**** Given entries ****
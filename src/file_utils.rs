use std::collections::{HashMap, HashSet};
use std::fs;
use std::io::ErrorKind;
use std::path::{Path, PathBuf};

use parking_lot::Mutex;
use walkdir::WalkDir;

use crate::errors::{Result, WebVttError};

// @module: File system capability and directory helpers

/// File system operations needed to read sources and write WebVTT output
///
/// Conversions never touch `std::fs` directly, so tests can swap in
/// [`MemoryFileSystem`].
pub trait FileSystem: Send + Sync {
    /// Whether `path` is an existing directory
    fn is_dir(&self, path: &Path) -> bool;

    /// Whether `path` is an existing regular file
    fn is_file(&self, path: &Path) -> bool;

    /// Whether `path` is a file that can be opened for reading
    fn is_readable(&self, path: &Path) -> bool;

    /// Whether new files can be written inside the directory `path`
    fn is_writable_dir(&self, path: &Path) -> bool;

    /// Create a single directory level; an existing directory is not an error
    fn create_dir(&self, path: &Path) -> Result<()>;

    fn read_to_string(&self, path: &Path) -> Result<String>;

    /// Write `contents` to `path`, replacing any existing file
    fn write(&self, path: &Path, contents: &str) -> Result<()>;

    /// Files with `extension` directly inside `dir`, sorted by path
    fn find_files(&self, dir: &Path, extension: &str) -> Result<Vec<PathBuf>>;
}

// @struct: std::fs backed implementation
#[derive(Debug, Default, Clone, Copy)]
pub struct LocalFileSystem;

impl FileSystem for LocalFileSystem {
    fn is_dir(&self, path: &Path) -> bool {
        path.is_dir()
    }

    fn is_file(&self, path: &Path) -> bool {
        path.is_file()
    }

    fn is_readable(&self, path: &Path) -> bool {
        path.is_file() && fs::File::open(path).is_ok()
    }

    // Advisory: only the read-only flag is checked, ownership and ACLs are
    // not. A write the OS still refuses fails later in `write` with `Io`.
    fn is_writable_dir(&self, path: &Path) -> bool {
        match fs::metadata(path) {
            Ok(metadata) => metadata.is_dir() && !metadata.permissions().readonly(),
            Err(_) => false,
        }
    }

    fn create_dir(&self, path: &Path) -> Result<()> {
        match fs::create_dir(path) {
            Ok(()) => Ok(()),
            Err(e) if e.kind() == ErrorKind::AlreadyExists && path.is_dir() => Ok(()),
            Err(e) => Err(WebVttError::io(path, format!("failed to create directory: {}", e))),
        }
    }

    fn read_to_string(&self, path: &Path) -> Result<String> {
        fs::read_to_string(path)
            .map_err(|e| WebVttError::io(path, format!("failed to read file: {}", e)))
    }

    fn write(&self, path: &Path, contents: &str) -> Result<()> {
        fs::write(path, contents)
            .map_err(|e| WebVttError::io(path, format!("failed to write file: {}", e)))
    }

    fn find_files(&self, dir: &Path, extension: &str) -> Result<Vec<PathBuf>> {
        FileManager::find_files(dir, extension)
    }
}

#[derive(Debug, Default)]
struct MemoryState {
    files: HashMap<PathBuf, String>,
    dirs: HashSet<PathBuf>,
    read_only: HashSet<PathBuf>,
    unreadable: HashSet<PathBuf>,
}

/// In-memory file system for tests
///
/// The current directory (`""`, `"."`) and the root always exist.
#[derive(Debug, Default)]
pub struct MemoryFileSystem {
    state: Mutex<MemoryState>,
}

impl MemoryFileSystem {
    pub fn new() -> Self {
        Self::default()
    }

    /// Register a directory (and all of its ancestors)
    pub fn add_dir<P: AsRef<Path>>(&self, path: P) {
        let mut state = self.state.lock();
        for ancestor in path.as_ref().ancestors() {
            if !Self::is_implicit_dir(ancestor) {
                state.dirs.insert(ancestor.to_path_buf());
            }
        }
    }

    /// Register a file, creating its parent directories
    pub fn add_file<P: AsRef<Path>>(&self, path: P, contents: &str) {
        let path = path.as_ref();
        if let Some(parent) = path.parent() {
            self.add_dir(parent);
        }
        self.state.lock().files.insert(path.to_path_buf(), contents.to_string());
    }

    /// Refuse writes into `dir`
    pub fn set_read_only<P: AsRef<Path>>(&self, dir: P) {
        self.state.lock().read_only.insert(dir.as_ref().to_path_buf());
    }

    /// Refuse reads of `path`
    pub fn set_unreadable<P: AsRef<Path>>(&self, path: P) {
        self.state.lock().unreadable.insert(path.as_ref().to_path_buf());
    }

    /// Contents of a stored file
    pub fn contents<P: AsRef<Path>>(&self, path: P) -> Option<String> {
        self.state.lock().files.get(path.as_ref()).cloned()
    }

    pub fn file_count(&self) -> usize {
        self.state.lock().files.len()
    }

    fn is_implicit_dir(path: &Path) -> bool {
        path.as_os_str().is_empty() || path == Path::new(".") || path == Path::new("/")
    }
}

impl FileSystem for MemoryFileSystem {
    fn is_dir(&self, path: &Path) -> bool {
        Self::is_implicit_dir(path) || self.state.lock().dirs.contains(path)
    }

    fn is_file(&self, path: &Path) -> bool {
        self.state.lock().files.contains_key(path)
    }

    fn is_readable(&self, path: &Path) -> bool {
        let state = self.state.lock();
        state.files.contains_key(path) && !state.unreadable.contains(path)
    }

    fn is_writable_dir(&self, path: &Path) -> bool {
        self.is_dir(path) && !self.state.lock().read_only.contains(path)
    }

    fn create_dir(&self, path: &Path) -> Result<()> {
        if self.is_dir(path) {
            return Ok(());
        }
        let parent = path.parent().unwrap_or(Path::new(""));
        if !self.is_dir(parent) {
            return Err(WebVttError::io(path, "failed to create directory: parent does not exist"));
        }
        if !self.is_writable_dir(parent) {
            return Err(WebVttError::io(path, "failed to create directory: permission denied"));
        }
        self.state.lock().dirs.insert(path.to_path_buf());
        Ok(())
    }

    fn read_to_string(&self, path: &Path) -> Result<String> {
        if !self.is_readable(path) {
            return Err(WebVttError::io(path, "failed to read file: not readable"));
        }
        self.contents(path)
            .ok_or_else(|| WebVttError::io(path, "failed to read file: not found"))
    }

    fn write(&self, path: &Path, contents: &str) -> Result<()> {
        let parent = path.parent().unwrap_or(Path::new(""));
        if !self.is_writable_dir(parent) {
            return Err(WebVttError::io(path, "failed to write file: directory not writable"));
        }
        self.state.lock().files.insert(path.to_path_buf(), contents.to_string());
        Ok(())
    }

    fn find_files(&self, dir: &Path, extension: &str) -> Result<Vec<PathBuf>> {
        if !self.is_dir(dir) {
            return Err(WebVttError::io(dir, "failed to read directory: not found"));
        }
        let wanted = extension.trim_start_matches('.');
        let mut result: Vec<PathBuf> = self
            .state
            .lock()
            .files
            .keys()
            .filter(|path| path.parent() == Some(dir))
            .filter(|path| {
                path.extension()
                    .is_some_and(|ext| ext.to_string_lossy().eq_ignore_ascii_case(wanted))
            })
            .cloned()
            .collect();
        result.sort();
        Ok(result)
    }
}

// @struct: Directory helpers for batch conversion
pub struct FileManager;

impl FileManager {
    /// Find files with `extension` directly inside `dir`, sorted by path
    pub fn find_files<P: AsRef<Path>>(dir: P, extension: &str) -> Result<Vec<PathBuf>> {
        let dir = dir.as_ref();
        let wanted = extension.trim_start_matches('.');
        let mut result = Vec::new();

        for entry in WalkDir::new(dir).min_depth(1).max_depth(1).follow_links(true) {
            let entry = entry.map_err(|e| {
                WebVttError::io(dir, format!("failed to read directory entry: {}", e))
            })?;
            let path = entry.path();

            if path.is_file() {
                if let Some(ext) = path.extension() {
                    if ext.to_string_lossy().eq_ignore_ascii_case(wanted) {
                        result.push(path.to_path_buf());
                    }
                }
            }
        }

        result.sort();
        Ok(result)
    }

    /// `src/name.xml` -> `dest_dir/name.<extension>`
    pub fn output_path_for<P1: AsRef<Path>, P2: AsRef<Path>>(
        source: P1,
        dest_dir: P2,
        extension: &str,
    ) -> PathBuf {
        let stem = source.as_ref().file_stem().unwrap_or_default();
        let mut file_name = stem.to_string_lossy().to_string();
        file_name.push('.');
        file_name.push_str(extension.trim_start_matches('.'));
        dest_dir.as_ref().join(file_name)
    }
}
****
> _What you should do_:
Scan the records above for the string "filter", then report every line that contains it.

> _Solution for this problem_:
            .filter(|path| path.parent() == Some(dir))
            .filter(|path| {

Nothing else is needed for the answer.